I had seen this as a kid, with a bunch of other kids – it might have been a “sleep over” night at the Y, or something like that. I was 10 when it came out, but this must have been a couple years later, for the 16mm to be available. We all loved it. Hadn’t seen it since then. (Two other movies I put in the same category, seeing with lots of other kids: Kelly’s Heroes, albeit a bit later, and The Mouse That Roared. Odd the things we lump together in our memories.)

I saw it again a few years ago, and I was horrified by the torching scene, which no doubt caused a bunch of 12-yr-old boys to cheer all those years ago. The times they change.

It’s definitely not a film made for today’s sensibilities.

I’ve always been “Meh” about the Dirty Dozen. Like others have said, it’s rather formulaic war-genre once they’re on the mission. I hate the anachronistic hippy attitude of much of the early parts.
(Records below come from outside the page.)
//! Append-only audit log
//!
//! Every committed insert/update/delete gets exactly one row in
//! `audit_logs`. The entry is written through the same transaction as the
//! change it documents, so a rolled-back write leaves no entry behind.

use crate::db::codec::format_timestamptz;
use crate::db::identifier::{Identifier, TableName};
use crate::db::record::RecordSnapshot;
use crate::error::{CrudError, CrudResult, DbError, DbResult};
use chrono::{DateTime, Utc};
use std::fmt;
use std::str::FromStr;
use tokio_postgres::{GenericClient, Row, Transaction};

/// Default audit table name
pub const AUDIT_TABLE: &str = "audit_logs";

/// Id of the authenticated admin performing a change
#[derive(Debug, Clone, Copy, PartialEq, Eq, Hash)]
pub struct ActorId(pub i32);

impl fmt::Display for ActorId {
    fn fmt(&self, f: &mut fmt::Formatter<'_>) -> fmt::Result {
        write!(f, "{}", self.0)
    }
}

/// Kind of change recorded
#[derive(Debug, Clone, Copy, PartialEq, Eq, Hash)]
pub enum AuditAction {
    Insert,
    Update,
    Delete,
}

impl AuditAction {
    pub fn as_str(&self) -> &'static str {
        match self {
            AuditAction::Insert => "INSERT",
            AuditAction::Update => "UPDATE",
            AuditAction::Delete => "DELETE",
        }
    }
}

impl fmt::Display for AuditAction {
    fn fmt(&self, f: &mut fmt::Formatter<'_>) -> fmt::Result {
        f.write_str(self.as_str())
    }
}

impl FromStr for AuditAction {
    type Err = String;

    fn from_str(s: &str) -> Result<Self, Self::Err> {
        match s.to_ascii_uppercase().as_str() {
            "INSERT" => Ok(AuditAction::Insert),
            "UPDATE" => Ok(AuditAction::Update),
            "DELETE" => Ok(AuditAction::Delete),
            _ => Err(format!("unknown audit action '{}'", s)),
        }
    }
}

/// One audit log row
#[derive(Debug, Clone, PartialEq, Eq)]
pub struct AuditEntry {
    pub table_name: String,
    pub action: AuditAction,
    /// Primary key of the affected row; `None` for tables without one
    pub record_id: Option<String>,
    pub actor_id: ActorId,
    pub timestamp: DateTime<Utc>,
}

impl AuditEntry {
    /// Entry stamped with the current time
    pub fn new(
        table: &TableName,
        action: AuditAction,
        record_id: Option<String>,
        actor_id: ActorId,
    ) -> Self {
        Self {
            table_name: table.to_string(),
            action,
            record_id,
            actor_id,
            timestamp: Utc::now(),
        }
    }

    fn from_row(row: &Row) -> DbResult<Self> {
        let map_err = |e: tokio_postgres::Error| DbError::QueryFailed(e.to_string());
        let action: String = row.try_get(1).map_err(map_err)?;
        Ok(Self {
            table_name: row.try_get(0).map_err(map_err)?,
            action: action.parse().map_err(DbError::QueryFailed)?,
            record_id: row.try_get(2).map_err(map_err)?,
            actor_id: ActorId(row.try_get(3).map_err(map_err)?),
            timestamp: row.try_get(4).map_err(map_err)?,
        })
    }

    /// Display form, in the same shape as any other fetched row
    pub fn to_snapshot(&self) -> RecordSnapshot {
        RecordSnapshot::new(vec![
            ("timestamp".to_string(), Some(format_timestamptz(&self.timestamp))),
            ("admin_id".to_string(), Some(self.actor_id.to_string())),
            ("action".to_string(), Some(self.action.to_string())),
            ("table_name".to_string(), Some(self.table_name.clone())),
            ("record_id".to_string(), self.record_id.clone()),
        ])
    }
}

/// Filter for reading the log back
#[derive(Debug, Clone, Default)]
pub struct AuditQuery {
    pub table: Option<TableName>,
    pub action: Option<AuditAction>,
    pub actor: Option<ActorId>,
    pub limit: i64,
}

/// Writes and reads the audit table
#[derive(Debug, Clone)]
pub struct AuditLogger {
    table: Identifier,
}

impl Default for AuditLogger {
    fn default() -> Self {
        Self {
            table: Identifier::from_static(AUDIT_TABLE),
        }
    }
}

impl AuditLogger {
    pub fn new(table: Identifier) -> Self {
        Self { table }
    }

    pub fn table(&self) -> &Identifier {
        &self.table
    }

    fn insert_sql(&self) -> String {
        format!(
            "INSERT INTO {} (table_name, action, record_id, admin_id, \"timestamp\") \
             VALUES ($1, $2, $3, $4, $5)",
            self.table.quoted()
        )
    }

    fn select_sql(&self) -> String {
        format!(
            "SELECT table_name, action, record_id, admin_id, \"timestamp\" FROM {} \
             WHERE ($1::text IS NULL OR table_name = $1) \
               AND ($2::text IS NULL OR action = $2) \
               AND ($3::int IS NULL OR admin_id = $3) \
             ORDER BY \"timestamp\" DESC \
             LIMIT $4",
            self.table.quoted()
        )
    }

    fn create_sql(&self) -> String {
        format!(
            "CREATE TABLE IF NOT EXISTS {} (\
                table_name text NOT NULL, \
                action text NOT NULL, \
                record_id text, \
                admin_id int NOT NULL, \
                \"timestamp\" timestamptz NOT NULL DEFAULT now())",
            self.table.quoted()
        )
    }

    /// Append `entry` inside the caller's transaction.
    ///
    /// A failure here fails the whole write: the caller's transaction is
    /// dropped uncommitted.
    pub async fn record(&self, tx: &Transaction<'_>, entry: &AuditEntry) -> CrudResult<()> {
        tx.execute(
            &self.insert_sql(),
            &[
                &entry.table_name,
                &entry.action.as_str(),
                &entry.record_id,
                &entry.actor_id.0,
                &entry.timestamp,
            ],
        )
        .await
        .map_err(|e| CrudError::Database(DbError::QueryFailed(format!("audit log write failed: {}", e))))?;
        Ok(())
    }

    /// Entries matching `query`, newest first
    pub async fn recent<C: GenericClient>(
        &self,
        client: &C,
        query: &AuditQuery,
    ) -> DbResult<Vec<AuditEntry>> {
        let table = query.table.as_ref().map(|t| t.as_str());
        let action = query.action.map(|a| a.as_str());
        let actor = query.actor.map(|a| a.0);
        let rows = client
            .query(&self.select_sql(), &[&table, &action, &actor, &query.limit.max(0)])
            .await?;
        rows.iter().map(AuditEntry::from_row).collect()
    }

    /// Create the audit table if it does not exist yet
    pub async fn ensure_table<C: GenericClient>(&self, client: &C) -> DbResult<()> {
        client.batch_execute(&self.create_sql()).await?;
        tracing::info!(table = %self.table, "audit table ready");
        Ok(())
    }
}
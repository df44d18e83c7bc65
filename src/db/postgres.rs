//! PostgreSQL connection provider and schema introspection
//!
//! Concrete implementation using tokio-postgres.

use crate::config::ConnectionConfig;
use crate::config::connections::SslMode;
use crate::db::identifier::{Identifier, TableName};
use crate::db::schema::{ColumnDescriptor, TableSchema};
use crate::db::types::DataType;
use crate::error::{CrudError, CrudResult, DbError, DbResult};
use tokio_postgres::{Client, Transaction};

/// Resolves a table through the search path, preserving case.
const RELKIND_SQL: &str = "SELECT c.relkind::text \
     FROM pg_class c \
     WHERE c.oid = to_regclass(quote_ident($1))";

const COLUMNS_SQL: &str = "SELECT a.attname, format_type(a.atttypid, a.atttypmod), a.attnum \
     FROM pg_attribute a \
     WHERE a.attrelid = to_regclass(quote_ident($1)) \
       AND a.attnum > 0 AND NOT a.attisdropped \
     ORDER BY a.attnum";

const PRIMARY_KEY_SQL: &str = "SELECT a.attname \
     FROM pg_index i \
     JOIN LATERAL unnest(i.indkey) WITH ORDINALITY AS k(attnum, ord) ON true \
     JOIN pg_attribute a ON a.attrelid = i.indrelid AND a.attnum = k.attnum \
     WHERE i.indrelid = to_regclass(quote_ident($1)) AND i.indisprimary \
     ORDER BY k.ord";

/// PostgreSQL connection scope
///
/// Owned by the caller and passed into each engine operation; nothing in
/// the crate keeps a connection in global state.
pub struct PostgresProvider {
    /// The tokio-postgres client
    client: Client,
}

impl PostgresProvider {
    /// Connect to a PostgreSQL database.
    ///
    /// The connection driver runs on a spawned task and logs a warning if
    /// the connection drops; later calls then fail with a database error.
    pub async fn connect(config: &ConnectionConfig) -> DbResult<Self> {
        let conn_string = config.connection_string_with_password();

        let client = match config.ssl_mode {
            SslMode::Disable => {
                let (client, connection) =
                    tokio_postgres::connect(&conn_string, tokio_postgres::NoTls)
                        .await
                        .map_err(|e| DbError::ConnectionFailed(e.to_string()))?;
                tokio::spawn(async move {
                    if let Err(e) = connection.await {
                        tracing::warn!(error = %e, "database connection lost");
                    }
                });
                client
            }
            SslMode::Prefer | SslMode::Require => {
                let tls_config = make_tls_config();
                let tls = tokio_postgres_rustls::MakeRustlsConnect::new(tls_config);
                let (client, connection) = tokio_postgres::connect(&conn_string, tls)
                    .await
                    .map_err(|e| DbError::ConnectionFailed(e.to_string()))?;
                tokio::spawn(async move {
                    if let Err(e) = connection.await {
                        tracing::warn!(error = %e, "database connection lost");
                    }
                });
                client
            }
        };

        tracing::info!(
            host = %config.host,
            port = config.port,
            database = %config.database,
            "connected"
        );

        Ok(Self { client })
    }

    /// The underlying client, for reads outside a transaction
    pub fn client(&self) -> &Client {
        &self.client
    }

    /// Whether the background connection is still alive
    pub fn is_connected(&self) -> bool {
        !self.client.is_closed()
    }

    /// Open a transaction. Dropping it without `commit()` rolls back.
    pub async fn transaction(&mut self) -> DbResult<Transaction<'_>> {
        self.client.transaction().await.map_err(DbError::from)
    }

    /// Column names of `table` in declaration order
    ///
    /// # Errors
    /// Returns `CrudError::InvalidIdentifier` if the table does not exist.
    pub async fn columns_of(&self, table: &TableName) -> CrudResult<Vec<String>> {
        let schema = self.describe_table(table).await?;
        Ok(schema
            .columns
            .into_iter()
            .map(|c| c.name.as_str().to_string())
            .collect())
    }

    /// The primary key column of `table`, or `None` when the table has no
    /// primary key or a composite one
    ///
    /// # Errors
    /// Returns `CrudError::InvalidIdentifier` if the table does not exist.
    pub async fn primary_key_of(&self, table: &TableName) -> CrudResult<Option<String>> {
        self.ensure_table_exists(table).await?;
        let keys = self.primary_key_columns(table).await?;
        Ok(single_key(table, keys))
    }

    /// Introspect `table` from catalog metadata.
    ///
    /// # Errors
    /// Returns `CrudError::InvalidIdentifier` if the table does not exist or
    /// has a column name that cannot be addressed safely, and
    /// `DbError::SchemaLoadFailed` if a catalog query fails.
    pub async fn describe_table(&self, table: &TableName) -> CrudResult<TableSchema> {
        self.ensure_table_exists(table).await?;

        let rows = self
            .client
            .query(COLUMNS_SQL, &[&table.as_str()])
            .await
            .map_err(schema_load_failed)?;
        let primary_key = single_key(table, self.primary_key_columns(table).await?);

        let mut columns = Vec::with_capacity(rows.len());
        for row in &rows {
            let raw_name: String = row.try_get(0).map_err(schema_load_failed)?;
            let type_name: String = row.try_get(1).map_err(schema_load_failed)?;
            let ordinal: i16 = row.try_get(2).map_err(schema_load_failed)?;

            let name = Identifier::parse(&raw_name).map_err(|_| {
                CrudError::InvalidIdentifier(format!(
                    "column '{}' of '{}' is not a plain identifier",
                    raw_name.escape_debug(),
                    table
                ))
            })?;
            let is_primary_key = primary_key.as_deref() == Some(raw_name.as_str());

            columns.push(ColumnDescriptor {
                name,
                data_type: DataType::from_format_type(&type_name),
                is_primary_key,
                ordinal,
            });
        }

        tracing::debug!(table = %table, columns = columns.len(), "described table");
        Ok(TableSchema::new(table.clone(), columns))
    }

    async fn ensure_table_exists(&self, table: &TableName) -> CrudResult<()> {
        let row = self
            .client
            .query_opt(RELKIND_SQL, &[&table.as_str()])
            .await
            .map_err(schema_load_failed)?;
        let relkind: Option<String> = match row {
            Some(row) => row.try_get(0).map_err(schema_load_failed)?,
            None => None,
        };
        match relkind.as_deref() {
            // ordinary and partitioned tables
            Some("r") | Some("p") => Ok(()),
            Some(_) => Err(CrudError::InvalidIdentifier(format!(
                "'{}' is not a table",
                table
            ))),
            None => Err(CrudError::InvalidIdentifier(format!(
                "table '{}' does not exist",
                table
            ))),
        }
    }

    async fn primary_key_columns(&self, table: &TableName) -> CrudResult<Vec<String>> {
        let rows = self
            .client
            .query(PRIMARY_KEY_SQL, &[&table.as_str()])
            .await
            .map_err(schema_load_failed)?;
        rows.iter()
            .map(|row| {
                row.try_get::<_, String>(0)
                    .map_err(|e| CrudError::from(schema_load_failed(e)))
            })
            .collect()
    }
}

fn schema_load_failed(e: tokio_postgres::Error) -> DbError {
    DbError::SchemaLoadFailed(e.to_string())
}

/// Collapse the primary key column list to a single key.
fn single_key(table: &TableName, mut keys: Vec<String>) -> Option<String> {
    match keys.len() {
        0 => None,
        1 => keys.pop(),
        n => {
            tracing::warn!(table = %table, columns = n, "composite primary key is not supported for keyed operations");
            None
        }
    }
}

/// Build a rustls ClientConfig that trusts OS certificates (with Mozilla roots as fallback)
fn make_tls_config() -> rustls::ClientConfig {
    let mut root_store = rustls::RootCertStore::empty();

    let native_certs = rustls_native_certs::load_native_certs();
    let mut loaded = 0;
    for cert in native_certs.certs {
        if root_store.add(cert).is_ok() {
            loaded += 1;
        }
    }
    if loaded == 0 {
        root_store.extend(webpki_roots::TLS_SERVER_ROOTS.iter().cloned());
    }

    rustls::ClientConfig::builder()
        .with_root_certificates(root_store)
        .with_no_client_auth()
}
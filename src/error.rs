//! Error types for airdesk
//!
//! This module defines the error hierarchy used throughout the application.
//! We use `thiserror` for library-style errors with clear error chains.

use std::fmt;
use std::io;

/// Main error type for the airdesk application
#[derive(Debug, thiserror::Error)]
pub enum AirdeskError {
    /// Database-related errors
    #[error("Database error: {0}")]
    Database(#[from] DbError),

    /// CRUD engine errors
    #[error("{0}")]
    Crud(#[from] CrudError),

    /// Configuration errors
    #[error("Configuration error: {0}")]
    Config(#[from] ConfigError),

    /// IO errors
    #[error("IO error: {0}")]
    Io(#[from] io::Error),

    /// Command parsing errors
    #[error("Command error: {0}")]
    Command(#[from] CommandError),
}

/// Database operation errors
#[derive(Debug, thiserror::Error)]
pub enum DbError {
    /// Failed to establish connection
    #[error("Connection failed: {0}")]
    ConnectionFailed(String),

    /// Query execution failed
    #[error("Query execution failed: {0}")]
    QueryFailed(String),

    /// Schema introspection failed
    #[error("Schema loading failed: {0}")]
    SchemaLoadFailed(String),

    /// The connection to the server is gone
    #[error("Not connected to database")]
    NotConnected,
}

impl From<tokio_postgres::Error> for DbError {
    fn from(err: tokio_postgres::Error) -> Self {
        if err.is_closed() {
            DbError::NotConnected
        } else {
            DbError::QueryFailed(err.to_string())
        }
    }
}

/// Which kind of integrity constraint rejected a write
#[derive(Debug, Clone, Copy, PartialEq, Eq)]
pub enum ConstraintKind {
    Unique,
    ForeignKey,
    NotNull,
    Check,
    Exclusion,
}

impl fmt::Display for ConstraintKind {
    fn fmt(&self, f: &mut fmt::Formatter<'_>) -> fmt::Result {
        let name = match self {
            ConstraintKind::Unique => "unique",
            ConstraintKind::ForeignKey => "foreign key",
            ConstraintKind::NotNull => "not-null",
            ConstraintKind::Check => "check",
            ConstraintKind::Exclusion => "exclusion",
        };
        f.write_str(name)
    }
}

/// A single rejected form field
#[derive(Debug, Clone, PartialEq, Eq)]
pub struct FieldError {
    /// Column the bad input was meant for
    pub column: String,
    /// What was wrong with it
    pub message: String,
}

impl FieldError {
    pub fn new(column: impl Into<String>, message: impl Into<String>) -> Self {
        Self {
            column: column.into(),
            message: message.into(),
        }
    }
}

impl fmt::Display for FieldError {
    fn fmt(&self, f: &mut fmt::Formatter<'_>) -> fmt::Result {
        write!(f, "{}: {}", self.column, self.message)
    }
}

/// CRUD engine errors
///
/// Every variant except `Database` is a distinct, actionable outcome the
/// caller is expected to surface on its own. Nothing here is retried.
#[derive(Debug, thiserror::Error)]
pub enum CrudError {
    /// Malformed identifier, or a table/column outside the known schema
    #[error("Invalid identifier: {0}")]
    InvalidIdentifier(String),

    /// Update/delete against a table without a single-column primary key
    #[error("Table '{0}' has no primary key")]
    NoPrimaryKey(String),

    /// No row matched the given key
    #[error("Record {key} no longer exists in '{table}'")]
    RecordNotFound { table: String, key: String },

    /// The database rejected the write because of an integrity constraint
    #[error("{kind} constraint violated: {message}")]
    ConstraintViolation {
        kind: ConstraintKind,
        constraint: Option<String>,
        message: String,
    },

    /// One or more form values could not be converted to the column type
    #[error("Invalid field value: {}", join_field_errors(.0))]
    InvalidFieldValue(Vec<FieldError>),

    /// Connection or query failure not covered above
    #[error(transparent)]
    Database(#[from] DbError),
}

fn join_field_errors(errors: &[FieldError]) -> String {
    errors
        .iter()
        .map(|e| e.to_string())
        .collect::<Vec<_>>()
        .join("; ")
}

impl From<tokio_postgres::Error> for CrudError {
    fn from(err: tokio_postgres::Error) -> Self {
        use tokio_postgres::error::SqlState;

        let Some(db_err) = err.as_db_error() else {
            return CrudError::Database(DbError::from(err));
        };

        let code = db_err.code();
        let kind = if *code == SqlState::UNIQUE_VIOLATION {
            ConstraintKind::Unique
        } else if *code == SqlState::FOREIGN_KEY_VIOLATION {
            ConstraintKind::ForeignKey
        } else if *code == SqlState::NOT_NULL_VIOLATION {
            ConstraintKind::NotNull
        } else if *code == SqlState::CHECK_VIOLATION {
            ConstraintKind::Check
        } else if *code == SqlState::EXCLUSION_VIOLATION {
            ConstraintKind::Exclusion
        } else {
            return CrudError::Database(DbError::QueryFailed(db_err.message().to_string()));
        };

        // DETAIL carries the human meaning, e.g.
        // `Key (airport_id)=(1) is still referenced from table "terminals".`
        let message = db_err
            .detail()
            .unwrap_or_else(|| db_err.message())
            .to_string();

        CrudError::ConstraintViolation {
            kind,
            constraint: db_err.constraint().map(str::to_string),
            message,
        }
    }
}

/// Configuration loading/parsing errors
#[derive(Debug, thiserror::Error)]
pub enum ConfigError {
    /// Home directory not found
    #[error("Could not determine home directory")]
    NoHomeDir,

    /// Config file not found
    #[error("Configuration file not found: {0}")]
    NotFound(String),

    /// Failed to parse TOML
    #[error("Failed to parse configuration: {0}")]
    ParseError(#[from] toml::de::Error),

    /// Invalid configuration value
    #[error("Invalid configuration: {0}")]
    Invalid(String),

    /// Connection profile not found
    #[error("Connection profile '{0}' not found")]
    ProfileNotFound(String),
}

/// Command parsing and execution errors
#[derive(Debug, thiserror::Error)]
pub enum CommandError {
    /// Malformed `column=value` argument
    #[error("Expected column=value, got '{0}'")]
    MalformedAssignment(String),

    /// The same column was assigned twice
    #[error("Column '{0}' assigned more than once")]
    DuplicateAssignment(String),

    /// A write was requested without an acting admin
    #[error("An actor id is required for write commands (use --actor)")]
    MissingActor,

    /// Invalid argument
    #[error("Invalid argument: {0}")]
    InvalidArgument(String),
}

/// Specialized Result type for airdesk operations
pub type Result<T> = std::result::Result<T, AirdeskError>;

/// Specialized Result type for database operations
pub type DbResult<T> = std::result::Result<T, DbError>;

/// Specialized Result type for CRUD engine operations
pub type CrudResult<T> = std::result::Result<T, CrudError>;

/// Specialized Result type for config operations
pub type ConfigResult<T> = std::result::Result<T, ConfigError>;

/// Specialized Result type for command operations
pub type CommandResult<T> = std::result::Result<T, CommandError>;
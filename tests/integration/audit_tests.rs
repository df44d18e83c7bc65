//! Audit log against a live database

use crate::common::{self, fields, table};
use airdesk::audit::{ActorId, AuditAction, AuditLogger, AuditQuery};
use airdesk::error::CrudError;

#[tokio::test]
async fn test_entry_records_actor_and_key() {
    let Some((mut db, engine)) = common::engine().await else {
        return;
    };
    let actor = ActorId(92_001);
    common::remove_airport(&db, "TAA").await;

    let id = engine
        .insert(
            &mut db,
            actor,
            &table("airports"),
            &fields(&[("name", "Audited"), ("code", "TAA")]),
        )
        .await
        .unwrap()
        .unwrap();

    let query = AuditQuery {
        table: Some(table("airports")),
        action: Some(AuditAction::Insert),
        actor: Some(actor),
        limit: 1,
    };
    let entries = AuditLogger::default()
        .recent(db.client(), &query)
        .await
        .unwrap();
    assert_eq!(entries.len(), 1);
    let latest = &entries[0];
    assert_eq!(latest.table_name, "airports");
    assert_eq!(latest.action, AuditAction::Insert);
    assert_eq!(latest.record_id.as_deref(), Some(id.as_str()));
    assert_eq!(latest.actor_id, actor);

    common::remove_airport(&db, "TAA").await;
}

#[tokio::test]
async fn test_recent_is_newest_first() {
    let Some((mut db, engine)) = common::engine().await else {
        return;
    };
    let actor = ActorId(92_002);
    let airports = table("airports");
    common::remove_airport(&db, "TAB").await;

    let id = engine
        .insert(
            &mut db,
            actor,
            &airports,
            &fields(&[("name", "Ordered"), ("code", "TAB")]),
        )
        .await
        .unwrap()
        .unwrap();
    engine
        .update_by_key(&mut db, actor, &airports, &id, &fields(&[("city", "Later")]))
        .await
        .unwrap();

    let query = AuditQuery {
        actor: Some(actor),
        limit: 2,
        ..AuditQuery::default()
    };
    let entries = AuditLogger::default()
        .recent(db.client(), &query)
        .await
        .unwrap();
    assert_eq!(entries.len(), 2);
    assert_eq!(entries[0].action, AuditAction::Update);
    assert_eq!(entries[1].action, AuditAction::Insert);
    assert!(entries[0].timestamp >= entries[1].timestamp);

    common::remove_airport(&db, "TAB").await;
}

#[tokio::test]
async fn test_ensure_table_is_repeatable() {
    let Some(mut db) = common::connect().await else {
        return;
    };
    common::setup_fixture(&mut db).await;

    let logger = AuditLogger::default();
    logger.ensure_table(db.client()).await.unwrap();
    logger.ensure_table(db.client()).await.unwrap();
}

#[tokio::test]
async fn test_failed_audit_write_rolls_back_insert() {
    let Some((mut db, engine)) = common::engine_with(AuditLogger::new(table("no_such_audit"))).await
    else {
        return;
    };
    db.client()
        .batch_execute("DROP TABLE IF EXISTS no_such_audit")
        .await
        .unwrap();
    common::remove_airport(&db, "TAR").await;

    let result = engine
        .insert(
            &mut db,
            ActorId(92_003),
            &table("airports"),
            &fields(&[("name", "Unaudited"), ("code", "TAR")]),
        )
        .await;
    assert!(matches!(result, Err(CrudError::Database(_))));
    assert_eq!(common::airports_with_code(&db, "TAR").await, 0);
}

#[tokio::test]
async fn test_failed_audit_write_rolls_back_delete() {
    let Some((mut db, engine)) = common::engine().await else {
        return;
    };
    let Some((mut unaudited_db, unaudited)) =
        common::engine_with(AuditLogger::new(table("no_such_audit"))).await
    else {
        return;
    };
    common::remove_airport(&db, "TAD").await;

    let id = engine
        .insert(
            &mut db,
            ActorId(92_004),
            &table("airports"),
            &fields(&[("name", "Kept"), ("code", "TAD")]),
        )
        .await
        .unwrap()
        .unwrap();

    let result = unaudited
        .delete_by_key(&mut unaudited_db, ActorId(92_004), &table("airports"), &id)
        .await;
    assert!(matches!(result, Err(CrudError::Database(_))));
    assert_eq!(common::airports_with_code(&db, "TAD").await, 1);

    common::remove_airport(&db, "TAD").await;
}
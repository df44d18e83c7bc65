//! SQL identifiers
//!
//! Table and column names cannot be bound as statement parameters, so they
//! have to be spliced into SQL text. `Identifier` is the only way that
//! happens: construction rejects anything outside `[A-Za-z0-9_]`, and the
//! name is always emitted double-quoted.

use crate::error::{CrudError, CrudResult};
use std::fmt;

/// PostgreSQL truncates identifiers longer than NAMEDATALEN - 1 bytes.
const MAX_IDENTIFIER_LEN: usize = 63;

/// A validated table or column name
#[derive(Debug, Clone, PartialEq, Eq, Hash, PartialOrd, Ord)]
pub struct Identifier(String);

/// Name of a target table
pub type TableName = Identifier;

impl Identifier {
    /// Validate `raw` as an identifier.
    ///
    /// # Errors
    /// Returns `CrudError::InvalidIdentifier` if `raw` is empty, too long, or
    /// contains anything other than ASCII letters, digits and underscores.
    pub fn parse(raw: &str) -> CrudResult<Self> {
        if raw.is_empty() {
            return Err(CrudError::InvalidIdentifier("empty name".to_string()));
        }
        if raw.len() > MAX_IDENTIFIER_LEN {
            return Err(CrudError::InvalidIdentifier(format!(
                "'{}' is longer than {} characters",
                raw, MAX_IDENTIFIER_LEN
            )));
        }
        if !raw.chars().all(|c| c.is_ascii_alphanumeric() || c == '_') {
            return Err(CrudError::InvalidIdentifier(format!(
                "'{}' may only contain letters, digits and underscores",
                raw.escape_debug()
            )));
        }
        Ok(Self(raw.to_string()))
    }

    /// Wrap a compile-time constant name without re-validating it
    pub(crate) fn from_static(raw: &'static str) -> Self {
        debug_assert!(Self::parse(raw).is_ok(), "invalid static identifier {}", raw);
        Self(raw.to_string())
    }

    /// The bare name, for display and for binding as a catalog parameter
    pub fn as_str(&self) -> &str {
        &self.0
    }

    /// The name as a double-quoted SQL identifier
    pub fn quoted(&self) -> String {
        // The character set rules out embedded quotes, so no escaping is needed.
        format!("\"{}\"", self.0)
    }
}

impl fmt::Display for Identifier {
    fn fmt(&self, f: &mut fmt::Formatter<'_>) -> fmt::Result {
        f.write_str(&self.0)
    }
}

impl AsRef<str> for Identifier {
    fn as_ref(&self) -> &str {
        &self.0
    }
}

impl std::str::FromStr for Identifier {
    type Err = CrudError;

    fn from_str(s: &str) -> CrudResult<Self> {
        Self::parse(s)
    }
}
I can understand the OP’s disappointment with The Dirty Dozen, because it’s title and a lot of the write-ups don’t reflect the film’s tone. It is much more an action-comedy set in World War Two than a war film. You could actually take the same script, make Lee Marvin’s character work for the CIA, have them go after an Osama Bin Ladin-type character in an unspecified Eastern European country, and it would likely do well at the box office today.

(How do you get the cons to co-operate? Simple…the CIA implants a microchip in the brain. Screw up or try to escape and the chip is activated, triggering a massive cerebral haemorrage causing instant death. Succeed in the mission…the chip is disarmed or removed and they go on their merry way. Sweeten the pot with a million in a numbered tax-free offshore account for the survivors.)

There are a few “grittier” war movies in the 60s and 70s. However, most of them seemed to come out of European co-productions rather than the Hollywood movie factory (the studios simply provided the American distribution and some of the financing). One that springs to mind is “Play dirty” with Michael Caine.

Kelly’s Heroes is still my favourite action/adventure/comedy.

What parts of The Dirty Dozen had a hippy attitude?

Always with those negative waves, man.

:smiley:

The anti-authoritarian tone of the “recruitment” phase. But to be totally honest, I may be conflating my hate of the hippy parts of Kellys Heroes with the Dirty Dozen.

I know I’m being picky, but Oddball and his gang were Beatniks rather than hippies. The name “Moriarty” was obviously a tip of the hat to Dean Moriarty, protagonist of Jack Kerouac’s On the Road.

They were condemned death-row prisoners, being told “We want you to train for a near-suicide mission under a nutjob Colonel, and if you by some miracle survive and return, we’re putting you right back in the stockade to be executed.” I’d be pretty resistant to that too.